::: Supplied material :::

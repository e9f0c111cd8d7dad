//! Table of contents listing every appendix with its page range
//!
//! Rows are laid out right to left: the appendix label and title sit against
//! the right margin, the numeric page range against the left margin, and a
//! dot leader fills the space between them. Only the first page carries the
//! title and column headers.

use lopdf::Document;

use crate::bidi::Shaper;
use crate::canvas::{build_document, Canvas};
use crate::constants::{
    A4_HEIGHT_PT, A4_WIDTH_PT, APPENDIX_WORD, BANNER_COLOR, LEADER_GAP, LEADER_GRAY, LEADER_STEP,
    PAGES_WORD, TOC_BODY_SIZE, TOC_BOTTOM_RESERVE, TOC_HEADER_SIZE, TOC_LINE_HEIGHT, TOC_MARGIN,
    TOC_NAME_HEADER, TOC_SEPARATOR_WIDTH, TOC_TITLE, TOC_TITLE_SIZE,
};
use crate::fonts::{FontSet, FontStyle};
use crate::types::{Result, Rgb, Template, TocEntry};

/// Rendered table of contents, one canvas per page
#[derive(Debug, Clone)]
pub struct TocLayout {
    pub pages: Vec<Canvas>,
}

impl TocLayout {
    pub fn page_count(&self) -> usize {
        self.pages.len()
    }

    pub fn to_document(&self, fonts: &FontSet) -> Result<Document> {
        build_document(&self.pages, fonts)
    }
}

/// Logical text of an entry's right-hand column
pub fn entry_caption(entry: &TocEntry) -> String {
    if entry.title.trim().is_empty() {
        format!("{} {}", APPENDIX_WORD, entry.label)
    } else {
        format!("{} {} - {}", APPENDIX_WORD, entry.label, entry.title)
    }
}

/// Page range shown in the left-hand column
pub fn entry_range(entry: &TocEntry) -> String {
    format!("{}-{}", entry.start_page, entry.end_page)
}

/// X positions of the leader dots on one row.
///
/// Dots start `LEADER_GAP` after the range text and every dot must end at
/// least `LEADER_GAP` before the caption. A row too crowded for that gets none.
pub fn leader_positions(
    page_width: f32,
    margin: f32,
    range_width: f32,
    caption_width: f32,
    dot_width: f32,
) -> Vec<f32> {
    let start = margin + range_width + LEADER_GAP;
    let end = page_width - margin - caption_width - LEADER_GAP;

    let mut positions = Vec::new();
    let mut x = start;
    while x + dot_width <= end {
        positions.push(x);
        x += LEADER_STEP;
    }
    positions
}

/// Lay out the table of contents for `entries`
pub fn render_toc(
    entries: &[TocEntry],
    template: Template,
    fonts: &FontSet,
    shaper: &Shaper,
) -> TocLayout {
    let (width, height) = (A4_WIDTH_PT, A4_HEIGHT_PT);
    let left = TOC_MARGIN;
    let right = width - TOC_MARGIN;
    let bottom = TOC_MARGIN + TOC_BOTTOM_RESERVE;

    let mut pages = Vec::new();
    let mut canvas = Canvas::new(width, height, fonts);
    let mut y = height - TOC_MARGIN;

    let title_color = match template {
        Template::Modern => Rgb::from_hex(BANNER_COLOR),
        Template::Classic | Template::Minimal => Rgb::BLACK,
    };
    canvas.set_fill_color(title_color);
    canvas.set_font(FontStyle::Bold, TOC_TITLE_SIZE);
    canvas.draw_centred_string(width / 2.0, y, &shaper.shape(TOC_TITLE));
    canvas.set_fill_color(Rgb::BLACK);
    y -= 20.0;

    canvas.set_font(FontStyle::Bold, TOC_HEADER_SIZE);
    canvas.draw_right_string(right, y, &shaper.shape(TOC_NAME_HEADER));
    canvas.draw_string(left, y, &shaper.shape(PAGES_WORD));
    y -= 10.0;

    canvas.set_stroke_color(Rgb::BLACK);
    canvas.set_line_width(TOC_SEPARATOR_WIDTH);
    canvas.line(left, y, right, y);
    y -= 25.0;

    canvas.set_font(FontStyle::Regular, TOC_BODY_SIZE);
    let dot_width = canvas.string_width(".");

    for entry in entries {
        if y < bottom {
            pages.push(canvas);
            canvas = Canvas::new(width, height, fonts);
            canvas.set_font(FontStyle::Regular, TOC_BODY_SIZE);
            canvas.set_fill_color(Rgb::BLACK);
            y = height - TOC_MARGIN;
        }

        let caption = shaper.shape(&entry_caption(entry));
        let range = entry_range(entry);

        canvas.draw_right_string(right, y, &caption);
        canvas.draw_string(left, y, &range);

        let dots = leader_positions(
            width,
            TOC_MARGIN,
            canvas.string_width(&range),
            canvas.string_width(&caption),
            dot_width,
        );
        if !dots.is_empty() {
            canvas.set_fill_gray(LEADER_GRAY);
            for x in dots {
                canvas.draw_string(x, y, ".");
            }
            canvas.set_fill_color(Rgb::BLACK);
        }

        y -= TOC_LINE_HEIGHT;
    }
    pages.push(canvas);

    TocLayout { pages }
}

:::

Your objective:
Among the entries above, how many lines include "contents"? State the number and nothing else.

Solution for this exercise:
3